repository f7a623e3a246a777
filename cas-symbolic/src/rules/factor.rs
//! Factoring common terms out of sums.
//!
//! Because both patterns and expressions are canonical, a common factor can only appear in a few
//! positions within a pair of products; the wildcard names below are chosen so that the canonical
//! order of each pattern lines up with the canonical order of the expressions it targets.

use crate::rule::Rule;
use once_cell::sync::Lazy;
use super::compile;

const SOURCES: &[&str] = &[
    "a*b + a*c ~ a*(b + c)",
    "a*c + b*c ~ (a + b)*c",
    "a*b + b*c ~ b*(a + c)",
    "a + a*b ~ a*(1 + b)",
    "b + a*b ~ (1 + a)*b",
    "a^2 - b^2 ~ (a + b)*(a - b)",
    "a^2 + 2*a*b + b^2 ~ (a + b)^2",
    "log(a) + log(b) ~ log(a*b)",
];

/// The number of rules in the library.
pub(crate) const RULE_COUNT: usize = SOURCES.len();

static RULES: Lazy<Vec<Rule>> = Lazy::new(|| compile("factor", SOURCES));

/// Returns the rules of the library.
pub fn rules() -> &'static [Rule] {
    &RULES
}

#[cfg(test)]
mod tests {
    use crate::{canonicalize, expr::Expr, rewrite_fully};
    use pretty_assertions::assert_eq;
    use super::*;

    fn parse(source: &str) -> Expr {
        canonicalize(&source.parse::<Expr>().unwrap())
    }

    fn factor(source: &str) -> Expr {
        rewrite_fully(&parse(source), rules(), 100).0
    }

    #[test]
    fn common_factor_positions() {
        assert_eq!(factor("x*b + x*c"), parse("x*(b + c)"));
        assert_eq!(factor("a*y + a*z"), parse("a*(y + z)"));
        assert_eq!(factor("a*m + m*z"), parse("m*(a + z)"));
    }

    #[test]
    fn term_and_product() {
        assert_eq!(factor("x + x*y"), parse("x*(1 + y)"));
        assert_eq!(factor("y + x*y"), parse("(1 + x)*y"));
    }

    #[test]
    fn difference_of_squares() {
        assert_eq!(factor("x^2 - y^2"), parse("(x + y)*(x - y)"));
    }

    #[test]
    fn perfect_square() {
        assert_eq!(factor("x^2 + 2*x*y + y^2"), parse("(x + y)^2"));
    }

    #[test]
    fn logarithms() {
        assert_eq!(factor("log(x) + log(y)"), parse("log(x*y)"));
    }
}
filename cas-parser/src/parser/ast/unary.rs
use crate::parser::{
    ast::expr::{parse_expr, Expr},
    error::Error,
    token::op::UnaryOp,
    Parse,
    Parser,
};
use std::ops::Range;

#[cfg(feature = "serde")]
use serde::{Deserialize, Serialize};

/// A unary expression, such as `-x`.
#[derive(Debug, Clone, PartialEq)]
#[cfg_attr(feature = "serde", derive(Serialize, Deserialize))]
pub struct Unary {
    /// The operand of the unary expression.
    pub operand: Box<Expr>,

    /// The operator of the unary expression.
    pub op: UnaryOp,

    /// The region of the source code that this unary expression was parsed from.
    pub span: Range<usize>,
}

impl Parse for Unary {
    fn parse(input: &mut Parser) -> Result<Self, Error> {
        let op = input.try_parse::<UnaryOp>()?;

        // the operand captures everything that binds tighter than the operator itself, so
        // `-x^2` is `-(x^2)` while `-x*y` is `(-x)*y`
        let operand = parse_expr(input, op.precedence())?;
        let span = op.span.start..operand.span().end;
        Ok(Self {
            operand: Box::new(operand),
            op,
            span,
        })
    }
}
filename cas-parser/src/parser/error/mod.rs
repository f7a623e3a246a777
pub mod kind;

pub use cas_error::Error;
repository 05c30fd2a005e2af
//! BitTorrent peer wire protocol
//!
//! Handshake, message codec and stream framing.

pub mod handshake;
pub mod message;
pub mod wire;

pub use handshake::{Handshake, PeerCapabilities, HANDSHAKE_LENGTH, PROTOCOL_STRING};
pub use message::{BlockInfo, Message, MessageId};
pub use wire::{BitTorrentWire, WireProtocol};
//! Storage module
//!
//! Piece assembly, hash verification and the on-disk file layout.

pub mod file;
pub mod piece;
pub mod store;

// Re-export file storage types
pub use file::FileStorage;

// Re-export piece types
pub use piece::{hash_matches, PieceBuffer};

// Re-export store types
pub use store::{DiskEvent, PieceStore};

☆ ☆ ☆ ☆ ☆ ☆ ☆

• WHAT YOU ARE ASKED TO DO
Using the data above, show each line where "UnaryOp" occurs.

• ANSWER FOR THE TASK
    token::op::UnaryOp,
    pub op: UnaryOp,
        let op = input.try_parse::<UnaryOp>()?;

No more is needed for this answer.